**WORK TO BE COMPLETED:**
Your answer should be every line from the records that contains "geometry".
╭─ RECORDS TO USE
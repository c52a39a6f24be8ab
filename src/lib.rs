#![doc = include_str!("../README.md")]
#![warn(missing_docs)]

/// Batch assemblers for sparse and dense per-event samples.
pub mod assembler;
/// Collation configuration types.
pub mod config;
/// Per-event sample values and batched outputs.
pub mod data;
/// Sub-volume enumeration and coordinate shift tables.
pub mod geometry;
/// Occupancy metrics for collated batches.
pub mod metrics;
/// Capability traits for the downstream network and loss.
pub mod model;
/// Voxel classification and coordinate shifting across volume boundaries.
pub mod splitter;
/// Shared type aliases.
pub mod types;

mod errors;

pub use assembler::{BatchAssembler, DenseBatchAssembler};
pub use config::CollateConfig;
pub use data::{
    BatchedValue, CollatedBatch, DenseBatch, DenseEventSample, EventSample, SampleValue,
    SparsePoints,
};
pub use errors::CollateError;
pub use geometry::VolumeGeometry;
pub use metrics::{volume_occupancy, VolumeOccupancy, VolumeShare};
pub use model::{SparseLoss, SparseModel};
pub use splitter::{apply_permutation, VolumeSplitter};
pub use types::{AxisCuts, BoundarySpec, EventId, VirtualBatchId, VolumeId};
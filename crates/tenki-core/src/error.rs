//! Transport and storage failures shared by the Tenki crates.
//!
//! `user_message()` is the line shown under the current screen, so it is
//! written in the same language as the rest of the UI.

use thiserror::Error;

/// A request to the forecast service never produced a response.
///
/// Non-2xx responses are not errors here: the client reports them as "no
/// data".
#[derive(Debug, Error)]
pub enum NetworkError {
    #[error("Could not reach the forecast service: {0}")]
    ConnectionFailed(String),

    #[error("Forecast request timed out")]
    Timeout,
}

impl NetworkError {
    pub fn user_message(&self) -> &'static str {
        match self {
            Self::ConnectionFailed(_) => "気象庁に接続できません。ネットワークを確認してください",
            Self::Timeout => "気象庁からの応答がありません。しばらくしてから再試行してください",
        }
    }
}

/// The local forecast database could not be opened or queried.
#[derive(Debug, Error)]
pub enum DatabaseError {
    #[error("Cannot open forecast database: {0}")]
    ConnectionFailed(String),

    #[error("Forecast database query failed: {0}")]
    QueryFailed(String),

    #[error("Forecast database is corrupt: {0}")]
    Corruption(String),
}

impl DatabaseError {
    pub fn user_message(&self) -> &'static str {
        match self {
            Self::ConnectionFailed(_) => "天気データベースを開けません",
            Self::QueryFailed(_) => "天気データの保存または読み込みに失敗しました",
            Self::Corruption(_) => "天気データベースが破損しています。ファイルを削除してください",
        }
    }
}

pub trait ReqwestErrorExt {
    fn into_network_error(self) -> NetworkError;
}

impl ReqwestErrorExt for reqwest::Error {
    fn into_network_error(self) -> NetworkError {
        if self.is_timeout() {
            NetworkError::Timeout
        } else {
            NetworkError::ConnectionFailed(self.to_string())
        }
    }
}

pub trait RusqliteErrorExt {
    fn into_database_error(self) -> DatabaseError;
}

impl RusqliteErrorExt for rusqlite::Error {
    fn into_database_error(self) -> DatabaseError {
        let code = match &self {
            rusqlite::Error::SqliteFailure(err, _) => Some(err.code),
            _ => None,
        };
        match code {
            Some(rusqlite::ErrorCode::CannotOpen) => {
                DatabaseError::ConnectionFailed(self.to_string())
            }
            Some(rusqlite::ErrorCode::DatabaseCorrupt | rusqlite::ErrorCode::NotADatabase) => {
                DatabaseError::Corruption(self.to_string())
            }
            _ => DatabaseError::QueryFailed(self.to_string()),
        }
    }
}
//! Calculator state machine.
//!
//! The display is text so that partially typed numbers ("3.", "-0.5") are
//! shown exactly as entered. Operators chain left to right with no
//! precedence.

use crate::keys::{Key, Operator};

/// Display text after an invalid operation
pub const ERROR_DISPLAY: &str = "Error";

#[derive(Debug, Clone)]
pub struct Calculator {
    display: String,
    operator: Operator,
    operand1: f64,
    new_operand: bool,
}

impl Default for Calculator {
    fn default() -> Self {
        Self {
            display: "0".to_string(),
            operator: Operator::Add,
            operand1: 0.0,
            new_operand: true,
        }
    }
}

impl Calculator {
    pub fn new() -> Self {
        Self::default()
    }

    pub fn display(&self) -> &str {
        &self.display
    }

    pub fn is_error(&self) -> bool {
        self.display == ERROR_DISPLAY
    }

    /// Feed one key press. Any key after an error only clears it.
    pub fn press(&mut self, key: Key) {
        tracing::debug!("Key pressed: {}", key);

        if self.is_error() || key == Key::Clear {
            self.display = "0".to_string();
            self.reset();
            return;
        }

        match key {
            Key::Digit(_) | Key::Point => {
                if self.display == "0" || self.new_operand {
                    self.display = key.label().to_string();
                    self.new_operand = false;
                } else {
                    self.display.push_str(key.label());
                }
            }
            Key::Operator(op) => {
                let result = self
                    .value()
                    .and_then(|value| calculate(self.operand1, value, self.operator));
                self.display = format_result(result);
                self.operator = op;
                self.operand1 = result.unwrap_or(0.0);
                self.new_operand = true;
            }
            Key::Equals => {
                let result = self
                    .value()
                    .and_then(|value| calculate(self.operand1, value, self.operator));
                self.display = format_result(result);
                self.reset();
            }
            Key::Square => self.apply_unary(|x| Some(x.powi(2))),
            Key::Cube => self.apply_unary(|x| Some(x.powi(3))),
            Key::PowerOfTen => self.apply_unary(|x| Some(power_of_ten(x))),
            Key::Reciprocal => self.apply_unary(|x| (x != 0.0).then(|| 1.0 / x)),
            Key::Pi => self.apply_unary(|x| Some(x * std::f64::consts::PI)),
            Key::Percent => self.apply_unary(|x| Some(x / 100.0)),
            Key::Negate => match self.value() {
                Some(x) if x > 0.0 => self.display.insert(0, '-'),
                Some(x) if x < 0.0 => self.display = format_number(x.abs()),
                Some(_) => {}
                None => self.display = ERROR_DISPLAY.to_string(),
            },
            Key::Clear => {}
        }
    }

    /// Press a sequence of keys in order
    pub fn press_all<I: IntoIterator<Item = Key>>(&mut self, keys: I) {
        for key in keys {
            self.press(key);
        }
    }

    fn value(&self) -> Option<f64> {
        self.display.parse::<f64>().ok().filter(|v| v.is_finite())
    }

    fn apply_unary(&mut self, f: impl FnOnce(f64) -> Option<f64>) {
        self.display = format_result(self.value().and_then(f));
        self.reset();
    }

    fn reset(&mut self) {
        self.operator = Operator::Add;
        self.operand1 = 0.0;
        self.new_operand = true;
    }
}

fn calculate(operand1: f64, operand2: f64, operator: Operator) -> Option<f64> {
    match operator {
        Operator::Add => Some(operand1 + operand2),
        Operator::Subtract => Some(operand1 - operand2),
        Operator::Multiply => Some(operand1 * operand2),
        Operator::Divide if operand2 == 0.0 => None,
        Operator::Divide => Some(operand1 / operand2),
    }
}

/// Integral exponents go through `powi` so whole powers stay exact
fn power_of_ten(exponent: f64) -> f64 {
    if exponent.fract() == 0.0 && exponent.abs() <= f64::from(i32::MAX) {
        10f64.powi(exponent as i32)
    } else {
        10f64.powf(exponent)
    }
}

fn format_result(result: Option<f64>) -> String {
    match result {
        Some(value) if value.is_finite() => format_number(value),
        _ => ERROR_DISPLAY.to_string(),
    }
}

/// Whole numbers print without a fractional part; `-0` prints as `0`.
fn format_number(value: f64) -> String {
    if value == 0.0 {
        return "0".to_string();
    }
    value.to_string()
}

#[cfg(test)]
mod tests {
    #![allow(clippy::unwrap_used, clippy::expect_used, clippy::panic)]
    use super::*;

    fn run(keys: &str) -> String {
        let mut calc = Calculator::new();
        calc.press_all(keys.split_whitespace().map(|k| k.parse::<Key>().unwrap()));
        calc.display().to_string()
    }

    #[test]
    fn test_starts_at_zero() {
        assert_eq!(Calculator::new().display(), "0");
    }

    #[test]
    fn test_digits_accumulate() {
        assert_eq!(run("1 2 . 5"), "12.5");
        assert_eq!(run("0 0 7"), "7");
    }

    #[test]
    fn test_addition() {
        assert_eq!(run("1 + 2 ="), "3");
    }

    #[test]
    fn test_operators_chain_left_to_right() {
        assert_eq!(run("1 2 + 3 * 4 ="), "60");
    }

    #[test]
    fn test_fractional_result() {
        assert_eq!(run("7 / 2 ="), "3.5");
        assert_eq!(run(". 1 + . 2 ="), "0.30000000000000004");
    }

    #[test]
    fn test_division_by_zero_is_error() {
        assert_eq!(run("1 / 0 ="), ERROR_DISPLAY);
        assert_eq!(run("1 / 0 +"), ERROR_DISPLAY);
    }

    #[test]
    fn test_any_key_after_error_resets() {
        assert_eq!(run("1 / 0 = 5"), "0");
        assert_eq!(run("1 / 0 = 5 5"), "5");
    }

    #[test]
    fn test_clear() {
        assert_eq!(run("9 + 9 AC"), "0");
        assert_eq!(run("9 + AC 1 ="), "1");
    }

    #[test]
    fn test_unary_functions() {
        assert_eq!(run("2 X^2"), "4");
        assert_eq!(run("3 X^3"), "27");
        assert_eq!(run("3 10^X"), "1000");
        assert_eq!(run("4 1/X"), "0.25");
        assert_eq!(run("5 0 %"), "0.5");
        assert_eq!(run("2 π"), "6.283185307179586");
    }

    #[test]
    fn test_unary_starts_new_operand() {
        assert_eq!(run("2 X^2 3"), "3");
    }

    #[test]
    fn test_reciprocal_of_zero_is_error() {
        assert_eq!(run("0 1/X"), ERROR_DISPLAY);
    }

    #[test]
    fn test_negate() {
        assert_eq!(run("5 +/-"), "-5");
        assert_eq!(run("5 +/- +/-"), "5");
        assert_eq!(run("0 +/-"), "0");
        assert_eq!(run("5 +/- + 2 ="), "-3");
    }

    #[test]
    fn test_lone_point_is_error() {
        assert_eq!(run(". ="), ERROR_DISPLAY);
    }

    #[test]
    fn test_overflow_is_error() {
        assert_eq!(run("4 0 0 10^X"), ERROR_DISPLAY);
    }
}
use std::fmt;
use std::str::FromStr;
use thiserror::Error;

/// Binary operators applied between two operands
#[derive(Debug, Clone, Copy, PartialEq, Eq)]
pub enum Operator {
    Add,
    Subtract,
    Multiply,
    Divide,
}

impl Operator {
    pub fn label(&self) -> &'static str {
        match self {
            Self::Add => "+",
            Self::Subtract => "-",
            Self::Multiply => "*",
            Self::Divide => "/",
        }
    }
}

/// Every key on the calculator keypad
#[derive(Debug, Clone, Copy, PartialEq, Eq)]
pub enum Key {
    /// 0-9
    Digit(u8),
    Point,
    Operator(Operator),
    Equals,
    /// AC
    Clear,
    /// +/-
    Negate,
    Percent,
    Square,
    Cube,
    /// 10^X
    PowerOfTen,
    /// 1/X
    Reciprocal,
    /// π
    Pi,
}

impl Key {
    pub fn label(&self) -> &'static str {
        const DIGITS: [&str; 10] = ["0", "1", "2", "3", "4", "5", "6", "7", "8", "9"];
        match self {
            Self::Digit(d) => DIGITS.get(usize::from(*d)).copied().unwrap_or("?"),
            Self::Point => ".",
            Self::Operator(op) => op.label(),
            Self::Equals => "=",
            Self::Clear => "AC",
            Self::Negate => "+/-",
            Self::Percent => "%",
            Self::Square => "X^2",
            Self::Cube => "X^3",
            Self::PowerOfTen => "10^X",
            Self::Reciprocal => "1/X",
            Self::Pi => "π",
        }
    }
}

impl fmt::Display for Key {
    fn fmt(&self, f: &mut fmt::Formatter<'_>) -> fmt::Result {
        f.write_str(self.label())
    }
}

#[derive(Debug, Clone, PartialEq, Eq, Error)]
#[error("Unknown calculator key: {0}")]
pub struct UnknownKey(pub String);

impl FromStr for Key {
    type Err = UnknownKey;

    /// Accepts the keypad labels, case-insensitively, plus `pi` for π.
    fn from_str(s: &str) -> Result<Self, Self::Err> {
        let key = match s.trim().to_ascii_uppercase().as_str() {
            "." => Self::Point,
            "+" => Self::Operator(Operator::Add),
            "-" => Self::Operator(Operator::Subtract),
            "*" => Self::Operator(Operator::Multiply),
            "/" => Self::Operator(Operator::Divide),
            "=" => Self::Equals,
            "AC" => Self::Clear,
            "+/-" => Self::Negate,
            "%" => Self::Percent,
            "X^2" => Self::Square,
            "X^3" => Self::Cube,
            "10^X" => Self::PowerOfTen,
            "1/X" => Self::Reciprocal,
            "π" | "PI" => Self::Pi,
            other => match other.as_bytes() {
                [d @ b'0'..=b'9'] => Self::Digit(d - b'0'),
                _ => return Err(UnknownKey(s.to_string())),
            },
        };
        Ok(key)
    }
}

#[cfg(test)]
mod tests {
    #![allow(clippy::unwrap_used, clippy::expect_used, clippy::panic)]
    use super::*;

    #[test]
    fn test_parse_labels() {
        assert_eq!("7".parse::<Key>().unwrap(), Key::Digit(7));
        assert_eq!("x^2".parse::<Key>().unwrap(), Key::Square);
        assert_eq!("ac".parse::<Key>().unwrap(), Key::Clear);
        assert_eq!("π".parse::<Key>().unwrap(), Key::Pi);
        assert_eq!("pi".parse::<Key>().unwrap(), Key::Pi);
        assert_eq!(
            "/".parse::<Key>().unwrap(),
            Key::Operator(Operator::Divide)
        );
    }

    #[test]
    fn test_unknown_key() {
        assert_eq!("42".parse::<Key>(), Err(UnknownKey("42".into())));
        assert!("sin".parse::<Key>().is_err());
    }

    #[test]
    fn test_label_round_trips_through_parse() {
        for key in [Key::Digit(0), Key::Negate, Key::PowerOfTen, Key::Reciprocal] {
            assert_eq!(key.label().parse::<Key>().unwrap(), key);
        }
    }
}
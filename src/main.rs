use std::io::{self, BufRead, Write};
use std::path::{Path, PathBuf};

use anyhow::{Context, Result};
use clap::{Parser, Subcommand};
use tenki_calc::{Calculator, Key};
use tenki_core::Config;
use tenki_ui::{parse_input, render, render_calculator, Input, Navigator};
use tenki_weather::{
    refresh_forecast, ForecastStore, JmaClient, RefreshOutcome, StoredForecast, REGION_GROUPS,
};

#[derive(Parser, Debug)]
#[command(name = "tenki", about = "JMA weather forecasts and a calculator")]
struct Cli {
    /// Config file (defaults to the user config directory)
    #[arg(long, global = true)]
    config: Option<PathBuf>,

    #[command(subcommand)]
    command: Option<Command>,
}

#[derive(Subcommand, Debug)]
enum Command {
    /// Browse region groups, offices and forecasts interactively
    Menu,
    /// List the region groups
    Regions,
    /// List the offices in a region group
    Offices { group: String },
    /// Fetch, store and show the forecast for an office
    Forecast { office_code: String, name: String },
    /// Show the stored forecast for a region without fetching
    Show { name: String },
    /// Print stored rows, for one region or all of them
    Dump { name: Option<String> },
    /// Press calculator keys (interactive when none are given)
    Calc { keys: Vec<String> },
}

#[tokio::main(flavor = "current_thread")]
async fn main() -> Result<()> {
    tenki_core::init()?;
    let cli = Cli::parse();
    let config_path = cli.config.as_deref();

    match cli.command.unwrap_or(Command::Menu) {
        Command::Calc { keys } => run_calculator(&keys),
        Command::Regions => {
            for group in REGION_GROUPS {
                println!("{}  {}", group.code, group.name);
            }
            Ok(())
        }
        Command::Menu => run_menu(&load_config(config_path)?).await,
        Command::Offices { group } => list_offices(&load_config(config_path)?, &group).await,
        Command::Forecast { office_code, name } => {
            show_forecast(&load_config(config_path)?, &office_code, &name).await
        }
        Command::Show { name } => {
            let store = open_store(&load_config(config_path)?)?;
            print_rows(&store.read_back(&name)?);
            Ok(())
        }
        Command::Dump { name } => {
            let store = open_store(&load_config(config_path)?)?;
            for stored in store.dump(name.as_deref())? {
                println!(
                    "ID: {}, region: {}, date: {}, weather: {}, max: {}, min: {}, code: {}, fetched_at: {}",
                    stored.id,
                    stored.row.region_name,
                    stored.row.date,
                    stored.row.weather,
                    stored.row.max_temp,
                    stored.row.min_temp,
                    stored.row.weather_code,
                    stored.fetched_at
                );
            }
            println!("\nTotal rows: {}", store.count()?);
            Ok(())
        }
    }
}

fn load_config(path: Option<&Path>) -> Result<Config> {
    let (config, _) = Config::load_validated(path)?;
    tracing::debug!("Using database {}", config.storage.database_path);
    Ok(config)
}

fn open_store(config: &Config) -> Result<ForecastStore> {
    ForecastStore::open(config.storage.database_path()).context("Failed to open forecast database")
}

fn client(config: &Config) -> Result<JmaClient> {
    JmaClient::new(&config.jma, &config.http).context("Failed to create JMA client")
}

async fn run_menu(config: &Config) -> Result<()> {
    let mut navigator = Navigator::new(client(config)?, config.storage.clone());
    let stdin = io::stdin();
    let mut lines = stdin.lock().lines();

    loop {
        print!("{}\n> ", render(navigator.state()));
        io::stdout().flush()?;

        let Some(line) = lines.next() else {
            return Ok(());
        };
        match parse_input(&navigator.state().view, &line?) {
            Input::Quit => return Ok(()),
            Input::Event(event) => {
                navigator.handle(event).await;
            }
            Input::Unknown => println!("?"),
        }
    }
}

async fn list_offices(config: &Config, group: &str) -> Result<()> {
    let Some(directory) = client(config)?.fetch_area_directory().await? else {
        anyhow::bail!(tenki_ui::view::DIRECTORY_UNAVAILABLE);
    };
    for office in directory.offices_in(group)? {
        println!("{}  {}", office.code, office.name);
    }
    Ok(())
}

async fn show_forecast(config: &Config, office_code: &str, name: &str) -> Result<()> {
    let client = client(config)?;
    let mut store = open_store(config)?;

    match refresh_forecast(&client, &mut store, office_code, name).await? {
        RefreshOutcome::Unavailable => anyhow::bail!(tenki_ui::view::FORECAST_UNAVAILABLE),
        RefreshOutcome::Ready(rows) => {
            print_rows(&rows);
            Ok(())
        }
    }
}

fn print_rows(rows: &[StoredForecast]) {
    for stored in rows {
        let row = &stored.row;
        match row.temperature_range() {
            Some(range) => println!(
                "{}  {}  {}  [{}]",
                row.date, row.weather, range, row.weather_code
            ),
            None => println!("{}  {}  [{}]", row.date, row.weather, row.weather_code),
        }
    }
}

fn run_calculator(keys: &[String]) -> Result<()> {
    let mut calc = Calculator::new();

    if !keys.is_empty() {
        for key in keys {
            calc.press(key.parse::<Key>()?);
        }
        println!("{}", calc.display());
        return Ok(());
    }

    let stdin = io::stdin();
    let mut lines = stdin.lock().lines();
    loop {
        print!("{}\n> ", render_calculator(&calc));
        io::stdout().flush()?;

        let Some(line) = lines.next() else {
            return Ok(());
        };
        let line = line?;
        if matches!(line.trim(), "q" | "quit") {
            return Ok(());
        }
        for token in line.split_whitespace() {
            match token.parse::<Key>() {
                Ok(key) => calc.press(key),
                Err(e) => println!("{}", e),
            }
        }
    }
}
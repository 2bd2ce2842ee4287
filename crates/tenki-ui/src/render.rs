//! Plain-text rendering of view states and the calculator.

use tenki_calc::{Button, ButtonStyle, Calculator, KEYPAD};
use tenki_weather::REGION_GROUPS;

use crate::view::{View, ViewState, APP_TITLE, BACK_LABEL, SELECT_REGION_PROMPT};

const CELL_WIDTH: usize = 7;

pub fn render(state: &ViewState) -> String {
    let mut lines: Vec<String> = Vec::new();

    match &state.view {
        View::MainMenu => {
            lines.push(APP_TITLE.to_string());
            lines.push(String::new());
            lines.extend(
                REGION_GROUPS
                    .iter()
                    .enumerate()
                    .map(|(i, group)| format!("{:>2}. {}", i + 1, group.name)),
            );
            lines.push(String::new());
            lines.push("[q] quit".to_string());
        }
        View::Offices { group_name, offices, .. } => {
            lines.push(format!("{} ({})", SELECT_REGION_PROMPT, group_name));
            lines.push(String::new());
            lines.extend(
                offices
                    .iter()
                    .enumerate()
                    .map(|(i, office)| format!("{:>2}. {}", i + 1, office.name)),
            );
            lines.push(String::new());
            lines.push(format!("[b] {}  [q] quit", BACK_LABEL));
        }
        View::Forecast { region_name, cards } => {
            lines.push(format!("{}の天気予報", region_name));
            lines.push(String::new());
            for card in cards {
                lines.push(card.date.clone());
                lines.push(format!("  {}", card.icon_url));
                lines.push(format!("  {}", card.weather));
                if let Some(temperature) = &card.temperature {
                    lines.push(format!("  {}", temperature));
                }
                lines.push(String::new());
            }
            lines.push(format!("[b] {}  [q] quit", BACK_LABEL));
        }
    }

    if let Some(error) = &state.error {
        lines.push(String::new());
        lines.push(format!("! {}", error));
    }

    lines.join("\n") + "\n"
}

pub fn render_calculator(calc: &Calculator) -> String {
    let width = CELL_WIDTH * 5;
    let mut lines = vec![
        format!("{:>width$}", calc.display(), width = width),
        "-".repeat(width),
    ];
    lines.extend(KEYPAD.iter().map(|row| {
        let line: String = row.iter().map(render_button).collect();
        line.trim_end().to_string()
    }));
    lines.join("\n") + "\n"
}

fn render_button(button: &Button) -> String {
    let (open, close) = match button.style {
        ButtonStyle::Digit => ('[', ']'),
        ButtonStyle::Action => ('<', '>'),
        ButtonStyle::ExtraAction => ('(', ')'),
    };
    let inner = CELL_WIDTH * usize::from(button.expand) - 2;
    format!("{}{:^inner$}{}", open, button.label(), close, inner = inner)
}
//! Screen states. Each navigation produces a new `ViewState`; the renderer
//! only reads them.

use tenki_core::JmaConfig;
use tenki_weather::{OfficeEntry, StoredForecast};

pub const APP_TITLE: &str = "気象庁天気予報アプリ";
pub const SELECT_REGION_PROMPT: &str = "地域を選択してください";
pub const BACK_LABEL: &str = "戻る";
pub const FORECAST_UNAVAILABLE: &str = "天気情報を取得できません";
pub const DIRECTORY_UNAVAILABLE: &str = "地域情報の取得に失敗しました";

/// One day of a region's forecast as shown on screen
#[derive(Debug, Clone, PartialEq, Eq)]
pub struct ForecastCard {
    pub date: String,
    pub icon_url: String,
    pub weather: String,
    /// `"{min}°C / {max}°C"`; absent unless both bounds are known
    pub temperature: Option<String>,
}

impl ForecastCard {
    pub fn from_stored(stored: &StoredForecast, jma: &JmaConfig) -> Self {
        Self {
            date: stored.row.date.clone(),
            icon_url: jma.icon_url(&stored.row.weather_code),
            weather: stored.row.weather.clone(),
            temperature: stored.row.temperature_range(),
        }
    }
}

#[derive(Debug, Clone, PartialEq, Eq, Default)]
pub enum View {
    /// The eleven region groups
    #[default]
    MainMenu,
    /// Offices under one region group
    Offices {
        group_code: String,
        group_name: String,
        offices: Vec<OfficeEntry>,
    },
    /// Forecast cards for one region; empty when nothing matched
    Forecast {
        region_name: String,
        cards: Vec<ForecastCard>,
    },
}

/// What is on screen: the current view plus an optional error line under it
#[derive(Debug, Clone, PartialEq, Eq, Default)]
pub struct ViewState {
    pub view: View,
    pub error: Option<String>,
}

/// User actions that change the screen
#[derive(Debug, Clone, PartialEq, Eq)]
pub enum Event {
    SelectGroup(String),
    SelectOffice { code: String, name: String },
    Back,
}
╰─
**ANSWER:**
pub mod geometry;
pub use geometry::VolumeGeometry;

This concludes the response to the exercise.